▸ **EXERCISE INSTRUCTIONS**
Using the data beneath, show every line that includes the word "PassManager".

▸ **INFORMATION GIVEN**
════════════════════
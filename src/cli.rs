//! The `ilc` driver: run, front, il-opt, il-verify, il-dis.
//!
//! Exit codes: 0 for normal completion, 10 for a debug halt with no script
//! continuation, any other nonzero for a trap or error.

use std::path::{Path, PathBuf};

use anyhow::Context;
use clap::{Args, Parser, Subcommand, ValueEnum};
use tracing::debug;

use crate::debug::script::parse_script;
use crate::debug::{DebugController, DebugOptions, TraceMode};
use crate::error::Error;
use crate::frontend::FrontendRegistry;
use crate::il::module::Module;
use crate::opt::{PassManager, DEFAULT_PIPELINE};
use crate::support::diag::DiagnosticSink;
use crate::text::{parse_module, print_module};
use crate::verify::verify_module;
use crate::vm::{ExitStatus, Vm, VmOptions};

/// Exit code for a debug halt with no continuation
pub const EXIT_DEBUG_HALT: u8 = 10;
/// Exit code for traps and errors
pub const EXIT_ERROR: u8 = 1;

/// Command-line interface of the `ilc` driver
#[derive(Parser)]
#[command(
    name = "ilc",
    version,
    about = "IL toolchain driver: run, optimize, verify, and print IL modules"
)]
pub struct Cli {
    #[command(subcommand)]
    command: Command,
}

#[derive(Subcommand)]
enum Command {
    /// Execute an IL module
    Run {
        /// The `.il` module to execute
        file: PathBuf,
        #[command(flatten)]
        debug: DebugArgs,
    },
    /// Compile through a registered front end and run the result
    Front {
        /// Front-end name (front ends are registered at link time)
        frontend: String,
        /// Source file to compile and run
        #[arg(long, value_name = "FILE")]
        run: PathBuf,
        #[command(flatten)]
        debug: DebugArgs,
    },
    /// Run optimization passes over an IL module
    #[command(name = "il-opt")]
    IlOpt {
        /// Input module
        input: PathBuf,
        /// Output path for the optimized module
        #[arg(short = 'o', value_name = "FILE")]
        output: PathBuf,
        /// Comma-separated pass list overriding the default pipeline
        #[arg(long, value_delimiter = ',', value_name = "PASS,...")]
        passes: Option<Vec<String>>,
        /// Drop mem2reg from the default pipeline
        #[arg(long)]
        no_mem2reg: bool,
        /// Print mem2reg statistics
        #[arg(long)]
        mem2reg_stats: bool,
        /// Print per-pass statistics as JSON
        #[arg(long)]
        stats_json: bool,
        /// Verify the module after every pass
        #[arg(long)]
        verify_each: bool,
    },
    /// Verify an IL module; exits 0 on success
    #[command(name = "il-verify")]
    IlVerify {
        /// Module to verify
        file: PathBuf,
    },
    /// Parse and canonically reprint an IL module
    #[command(name = "il-dis")]
    IlDis {
        /// Module to reprint
        file: PathBuf,
    },
}

/// Flags shared by the executing commands
#[derive(Args)]
struct DebugArgs {
    /// Trace retired instructions (`il`) or source lines (`src`)
    #[arg(long, value_enum, value_name = "MODE")]
    trace: Option<TraceArg>,
    /// Breakpoint: block label or file:line (repeatable)
    #[arg(long = "break", value_name = "LABEL|FILE:LINE")]
    breaks: Vec<String>,
    /// Source-line breakpoint with normalization and basename fallback
    #[arg(long = "break-src", value_name = "FILE:LINE")]
    break_src: Vec<String>,
    /// Enter debug mode and halt after one instruction
    #[arg(long)]
    step: bool,
    /// Resume automatically past halts instead of exiting with code 10
    #[arg(long = "continue")]
    auto_continue: bool,
    /// Scripted debug commands, one per line
    #[arg(long, value_name = "FILE")]
    debug_cmds: Option<PathBuf>,
    /// Watch a scalar by name (repeatable)
    #[arg(long, value_name = "NAME")]
    watch: Vec<String>,
    /// Print the retired-instruction count at exit
    #[arg(long)]
    count: bool,
    /// Print wall-clock milliseconds at exit
    #[arg(long)]
    time: bool,
}

#[derive(Debug, Clone, Copy, ValueEnum)]
enum TraceArg {
    /// One line per retired IL instruction
    Il,
    /// One line per new source location
    Src,
}

/// Dispatch a parsed command line, returning the process exit code
pub fn execute(cli: Cli) -> u8 {
    match cli.command {
        Command::Run { file, debug } => run_command(&file, debug),
        Command::Front {
            frontend,
            run,
            debug,
        } => front_command(&frontend, &run, debug),
        Command::IlOpt {
            input,
            output,
            passes,
            no_mem2reg,
            mem2reg_stats,
            stats_json,
            verify_each,
        } => il_opt_command(
            &input,
            &output,
            passes,
            no_mem2reg,
            mem2reg_stats,
            stats_json,
            verify_each,
        ),
        Command::IlVerify { file } => il_verify_command(&file),
        Command::IlDis { file } => il_dis_command(&file),
    }
}

fn report(err: &anyhow::Error) -> u8 {
    // Parse errors use the stable `severity: file:line:col: message` shape.
    if let Some(Error::Parse {
        file,
        line,
        col,
        message,
    }) = err.downcast_ref::<Error>()
    {
        eprintln!("error: {file}:{line}:{col}: {message}");
    } else {
        eprintln!("error: {err:#}");
    }
    EXIT_ERROR
}

fn load_module(path: &Path) -> anyhow::Result<Module> {
    let text = std::fs::read_to_string(path)
        .with_context(|| format!("cannot read {}", path.display()))?;
    let module = parse_module(&path.to_string_lossy(), &text)?;
    Ok(module)
}

/// Verify and report; true when the module is usable
fn verify_and_report(module: &Module) -> bool {
    let report = verify_module(module);
    for w in &report.warnings {
        eprintln!("warning: {w}");
    }
    for e in &report.errors {
        eprintln!("error: {e}");
    }
    report.is_ok()
}

fn build_controller(args: &DebugArgs) -> anyhow::Result<DebugController> {
    let script = match &args.debug_cmds {
        Some(path) => {
            let text = std::fs::read_to_string(path)
                .with_context(|| format!("cannot read {}", path.display()))?;
            parse_script(&text)
        }
        None => Vec::new(),
    };
    Ok(DebugController::new(DebugOptions {
        trace: args.trace.map(|t| match t {
            TraceArg::Il => TraceMode::Il,
            TraceArg::Src => TraceMode::Src,
        }),
        breaks: args.breaks.clone(),
        break_srcs: args.break_src.clone(),
        step: args.step,
        auto_continue: args.auto_continue,
        script,
        watches: args.watch.clone(),
        count: args.count,
        time: args.time,
    }))
}

fn run_module(module: &Module, args: &DebugArgs) -> u8 {
    let mut controller = match build_controller(args) {
        Ok(c) => c,
        Err(e) => return report(&e),
    };
    let mut vm = match Vm::new(module, VmOptions::default()) {
        Ok(vm) => vm,
        Err(e) => return report(&anyhow::Error::new(e)),
    };
    let status = vm.run(&mut controller);
    let retired = vm.retired();
    drop(vm);
    controller.at_exit(retired, &mut std::io::stdout());
    match status {
        Ok(ExitStatus::Normal(value)) => (value & 0xff) as u8,
        Ok(ExitStatus::Halted) => EXIT_DEBUG_HALT,
        Ok(ExitStatus::Trapped(info)) => {
            let err = info.into_error();
            let rendered = match &err {
                Error::Trap { loc, .. } if loc.is_known() => {
                    let path = module.files.path(loc.file).unwrap_or("<unknown>");
                    format!("{err} at {path}:{}:{}", loc.line, loc.col)
                }
                _ => err.to_string(),
            };
            eprintln!("error: {rendered}");
            EXIT_ERROR
        }
        Err(e) => report(&anyhow::Error::new(e)),
    }
}

fn run_command(file: &Path, args: DebugArgs) -> u8 {
    let module = match load_module(file) {
        Ok(m) => m,
        Err(e) => return report(&e),
    };
    if !verify_and_report(&module) {
        return EXIT_ERROR;
    }
    run_module(&module, &args)
}

fn front_command(frontend: &str, file: &Path, args: DebugArgs) -> u8 {
    let registry = FrontendRegistry::new();
    let fe = match registry.get(frontend) {
        Ok(fe) => fe,
        Err(e) => return report(&anyhow::Error::new(e)),
    };
    let source = match std::fs::read_to_string(file) {
        Ok(s) => s,
        Err(e) => return report(&anyhow::Error::new(Error::io(file.to_string_lossy(), &e))),
    };
    let mut sink = DiagnosticSink::new();
    let module = match fe.compile(&source, &file.to_string_lossy(), &mut sink) {
        Ok(m) => m,
        Err(e) => {
            for line in sink.flush(&crate::support::source::SourceManager::new()) {
                eprintln!("{line}");
            }
            return report(&anyhow::Error::new(e));
        }
    };
    // The core never trusts a front end's module unverified.
    if !verify_and_report(&module) {
        return EXIT_ERROR;
    }
    run_module(&module, &args)
}

#[allow(clippy::too_many_arguments)]
fn il_opt_command(
    input: &Path,
    output: &Path,
    passes: Option<Vec<String>>,
    no_mem2reg: bool,
    mem2reg_stats: bool,
    stats_json: bool,
    verify_each: bool,
) -> u8 {
    let mut module = match load_module(input) {
        Ok(m) => m,
        Err(e) => return report(&e),
    };
    if !verify_and_report(&module) {
        return EXIT_ERROR;
    }

    let names: Vec<String> = match passes {
        Some(list) => list,
        None => DEFAULT_PIPELINE
            .iter()
            .filter(|p| !(no_mem2reg && **p == "mem2reg"))
            .map(|p| p.to_string())
            .collect(),
    };
    debug!(pipeline = ?names, "running il-opt");

    let mut manager = match PassManager::from_names(&names) {
        Ok(m) => m,
        Err(e) => return report(&anyhow::Error::new(e)),
    };
    let stats = match manager.with_verify_each(verify_each).run(&mut module) {
        Ok(stats) => stats,
        Err(e) => return report(&anyhow::Error::new(e)),
    };

    if mem2reg_stats {
        if let Some(s) = stats.iter().find(|s| s.pass == "mem2reg") {
            println!(
                "mem2reg: promoted={}, loads_removed={}, stores_removed={}",
                s.get("promoted"),
                s.get("loads_removed"),
                s.get("stores_removed")
            );
        }
    }
    if stats_json {
        match serde_json::to_string_pretty(&stats) {
            Ok(json) => println!("{json}"),
            Err(e) => return report(&anyhow::Error::new(e).context("serializing pass stats")),
        }
    }

    if !verify_and_report(&module) {
        eprintln!("error: optimized module failed verification");
        return EXIT_ERROR;
    }
    if let Err(e) = std::fs::write(output, print_module(&module)) {
        return report(&anyhow::Error::new(Error::io(output.to_string_lossy(), &e)));
    }
    0
}

fn il_verify_command(file: &Path) -> u8 {
    let module = match load_module(file) {
        Ok(m) => m,
        Err(e) => return report(&e),
    };
    if verify_and_report(&module) {
        0
    } else {
        EXIT_ERROR
    }
}

fn il_dis_command(file: &Path) -> u8 {
    match load_module(file) {
        Ok(module) => {
            print!("{}", print_module(&module));
            0
        }
        Err(e) => report(&e),
    }
}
════════════════════
▸ **WRITTEN ANSWER**
use crate::opt::{PassManager, DEFAULT_PIPELINE};
    let mut manager = match PassManager::from_names(&names) {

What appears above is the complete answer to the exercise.